Stored data:
Segment Open

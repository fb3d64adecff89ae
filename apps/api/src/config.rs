use anyhow::{Context, Result};

use crate::llm_client::GenerationOptions;

const DEFAULT_LLM_API_URL: &str = "https://ai-gateway.vercel.sh/v1/chat/completions";
const DEFAULT_LLM_MODEL: &str = "openai/gpt-4o-mini";

/// Application configuration loaded from environment variables.
#[derive(Debug, Clone)]
pub struct Config {
    pub port: u16,
    pub rust_log: String,
    pub llm: LlmSettings,
}

/// Settings for the text-generation collaborator.
#[derive(Debug, Clone, PartialEq)]
pub struct LlmSettings {
    pub api_url: String,
    /// Analysis requests fail with a service error while this is unset.
    pub api_key: Option<String>,
    pub model: String,
    pub temperature: f32,
    pub max_output_tokens: u32,
    pub timeout_secs: u64,
    /// Transport attempts for 429 / 5xx responses. 1 means no retry.
    pub max_attempts: u32,
}

impl Default for LlmSettings {
    fn default() -> Self {
        Self {
            api_url: DEFAULT_LLM_API_URL.to_string(),
            api_key: None,
            model: DEFAULT_LLM_MODEL.to_string(),
            temperature: 0.7,
            max_output_tokens: 1000,
            timeout_secs: 60,
            max_attempts: 1,
        }
    }
}

impl LlmSettings {
    pub fn options(&self) -> GenerationOptions {
        GenerationOptions {
            temperature: self.temperature,
            max_output_tokens: self.max_output_tokens,
        }
    }
}

impl Config {
    pub fn from_env() -> Result<Self> {
        dotenvy::dotenv().ok(); // load .env if present; ignore if missing

        let defaults = LlmSettings::default();
        Ok(Config {
            port: parse_env("PORT", 8080)?,
            rust_log: std::env::var("RUST_LOG").unwrap_or_else(|_| "info".to_string()),
            llm: LlmSettings {
                api_url: std::env::var("LLM_API_URL").unwrap_or(defaults.api_url),
                api_key: std::env::var("LLM_API_KEY")
                    .ok()
                    .filter(|k| !k.trim().is_empty()),
                model: std::env::var("LLM_MODEL").unwrap_or(defaults.model),
                temperature: parse_env("LLM_TEMPERATURE", defaults.temperature)?,
                max_output_tokens: parse_env("LLM_MAX_OUTPUT_TOKENS", defaults.max_output_tokens)?,
                timeout_secs: parse_env("LLM_TIMEOUT_SECS", defaults.timeout_secs)?,
                max_attempts: parse_env("LLM_MAX_ATTEMPTS", defaults.max_attempts)?,
            },
        })
    }
}

fn parse_env<T>(key: &str, default: T) -> Result<T>
where
    T: std::str::FromStr,
    T::Err: std::error::Error + Send + Sync + 'static,
{
    match std::env::var(key) {
        Ok(raw) => raw
            .trim()
            .parse::<T>()
            .with_context(|| format!("Environment variable '{key}' has an invalid value '{raw}'")),
        Err(_) => Ok(default),
    }
}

Segment Closed

- Exercise description:
Would you state how many lines of the data above hold the string "struct"? Reply with the number alone.

- Answer:
2